### Goal of the exercise
Answer with the exact lines of the following material from the one containing "This crate is" through the one containing "pub type EventHandler<C>", both end lines included.

### Entries provided
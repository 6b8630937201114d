// Copyright 2025 the Compotes Authors
// SPDX-License-Identifier: Apache-2.0 OR MIT

//! Compotes Lifecycle: the contract every Compotes widget is built on.
//!
//! ## Overview
//!
//! A widget is a struct that composes a [`Lifecycle`] and implements [`Component`].
//! The trait supplies the shared protocol:
//!
//! - **Init/destroy.** [`Component::init`] resolves a [`Target`] (a node or a selector),
//!   stores options, opens a fresh [`ListenerScope`], emits `init`, then calls the widget's
//!   element-discovery and event-registration hooks. [`Component::destroy`] reverses it.
//! - **Custom events.** [`Component::emit_event`] delivers a [`CustomEvent`] named
//!   `c.<widget>.<name>` to the declarative handlers in [`ParentOptions::on`] and to
//!   persistent [`Component::subscribe`] handlers, then calls the state change callback.
//! - **Native listeners.** [`Component::register_event`] attaches a handler tag to an
//!   element for the current scope. The host feeds input with [`Component::dispatch`];
//!   handlers on the target run first, then those on its ancestors.
//! - **Timers.** [`timer::Debounce`] and [`timer::Timeout`] run on a host-supplied
//!   millisecond clock.
//!
//! ## Example
//!
//! ```rust
//! use std::{cell::Cell, rc::Rc};
//!
//! use compotes_dom::{Document, Element};
//! use compotes_lifecycle::{
//!     Component, Lifecycle, Outcome, ParentOptions, UiEvent, UiEventKind,
//! };
//!
//! #[derive(Debug)]
//! struct Toggle {
//!     lifecycle: Lifecycle<Self>,
//!     on: bool,
//! }
//!
//! impl Component for Toggle {
//!     const NAME: &'static str = "toggle";
//!     type State = bool;
//!     type Handler = ();
//!     type Options = ParentOptions<Self>;
//!
//!     fn lifecycle(&self) -> &Lifecycle<Self> { &self.lifecycle }
//!     fn lifecycle_mut(&mut self) -> &mut Lifecycle<Self> { &mut self.lifecycle }
//!     fn state(&self) -> bool { self.on }
//!
//!     fn init_events(&mut self, _doc: &mut Document) {
//!         if let Some(el) = self.el() {
//!             self.register_event("toggle", el, UiEventKind::Click, ());
//!         }
//!     }
//!
//!     fn handle(&mut self, _doc: &mut Document, _: (), _: &UiEvent) -> Outcome {
//!         self.on = !self.on;
//!         self.emit_event("change", false);
//!         Outcome::Continue
//!     }
//! }
//!
//! let mut doc = Document::new();
//! let button = doc.append(doc.body(), Element::new("button"));
//!
//! let last = Rc::new(Cell::new(false));
//! let sink = last.clone();
//! let options = ParentOptions::default().on_state_change(move |on: &bool| sink.set(*on));
//!
//! let mut toggle = Toggle { lifecycle: Lifecycle::new(options), on: false };
//! toggle.init(&mut doc, Some(button.into()), None).unwrap();
//!
//! toggle.dispatch(&mut doc, &UiEvent::click(button));
//! assert!(last.get());
//!
//! toggle.destroy(&mut doc);
//! toggle.dispatch(&mut doc, &UiEvent::click(button));
//! assert!(toggle.on, "no listener runs after destroy");
//! ```
//!
//! This crate is `no_std` and uses `alloc`.

#![no_std]

extern crate alloc;

mod component;
pub mod dispatch;
mod error;
mod event;
mod options;
mod scope;
pub mod timer;

pub use component::{Component, Lifecycle, SubscriptionId, Target};
pub use dispatch::Outcome;
pub use error::Error;
pub use event::{CustomEvent, Key, UiEvent, UiEventKind};
pub use options::{EventHandler, ParentOptions, StateCallback};
pub use scope::{Listener, ListenerScope};
// Copyright 2025 the Compotes Authors
// SPDX-License-Identifier: Apache-2.0 OR MIT

//! Options shared by every component.

use alloc::{rc::Rc, string::String, vec::Vec};

use crate::{Component, CustomEvent};

/// Handler for a component's custom events. Receives the event and the component.
pub type EventHandler<C> = Rc<dyn Fn(&CustomEvent, &C)>;

/// Callback receiving a state snapshot after every emitted event.
pub type StateCallback<S> = Rc<dyn Fn(&S)>;

/// Options every component recognizes.
///
/// Widget option structs embed this as their `base` field and expose it
/// through `AsRef<ParentOptions<_>>`.
pub struct ParentOptions<C: Component> {
    /// Initialize on construction. `None` behaves like `Some(true)`.
    pub init: Option<bool>,
    /// Handlers for custom events, keyed by short event name (`init`, `next`, ...).
    ///
    /// They are attached at every `init` and detached at `destroy`.
    pub on: Vec<(String, EventHandler<C>)>,
    /// Called with [`Component::state`] after every emitted event.
    pub on_state_change: Option<StateCallback<C::State>>,
}

impl<C: Component> ParentOptions<C> {
    /// Whether the component should initialize on construction.
    pub fn is_initializable(&self) -> bool {
        self.init.is_none_or(|init| init)
    }

    /// Set the `init` flag.
    #[must_use]
    pub fn with_init(mut self, init: bool) -> Self {
        self.init = Some(init);
        self
    }

    /// Add a handler for the custom event `name`.
    #[must_use]
    pub fn on(mut self, name: &str, handler: impl Fn(&CustomEvent, &C) + 'static) -> Self {
        self.on.push((String::from(name), Rc::new(handler)));
        self
    }

    /// Set the state change callback.
    #[must_use]
    pub fn on_state_change(mut self, callback: impl Fn(&C::State) + 'static) -> Self {
        self.on_state_change = Some(Rc::new(callback));
        self
    }
}

impl<C: Component> Default for ParentOptions<C> {
    fn default() -> Self {
        Self {
            init: None,
            on: Vec::new(),
            on_state_change: None,
        }
    }
}

impl<C: Component> Clone for ParentOptions<C> {
    fn clone(&self) -> Self {
        Self {
            init: self.init,
            on: self.on.clone(),
            on_state_change: self.on_state_change.clone(),
        }
    }
}

impl<C: Component> core::fmt::Debug for ParentOptions<C> {
    fn fmt(&self, f: &mut core::fmt::Formatter<'_>) -> core::fmt::Result {
        let names: Vec<&str> = self.on.iter().map(|(name, _)| name.as_str()).collect();
        f.debug_struct("ParentOptions")
            .field("init", &self.init)
            .field("on", &names)
            .field("on_state_change", &self.on_state_change.is_some())
            .finish()
    }
}

impl<C: Component> AsRef<Self> for ParentOptions<C> {
    fn as_ref(&self) -> &Self {
        self
    }
}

### Result of this exercise
//! This crate is `no_std` and uses `alloc`.

#![no_std]

extern crate alloc;

mod component;
pub mod dispatch;
mod error;
mod event;
mod options;
mod scope;
pub mod timer;

pub use component::{Component, Lifecycle, SubscriptionId, Target};
pub use dispatch::Outcome;
pub use error::Error;
pub use event::{CustomEvent, Key, UiEvent, UiEventKind};
pub use options::{EventHandler, ParentOptions, StateCallback};
pub use scope::{Listener, ListenerScope};
// Copyright 2025 the Compotes Authors
// SPDX-License-Identifier: Apache-2.0 OR MIT

//! Options shared by every component.

use alloc::{rc::Rc, string::String, vec::Vec};

use crate::{Component, CustomEvent};

/// Handler for a component's custom events. Receives the event and the component.
pub type EventHandler<C> = Rc<dyn Fn(&CustomEvent, &C)>;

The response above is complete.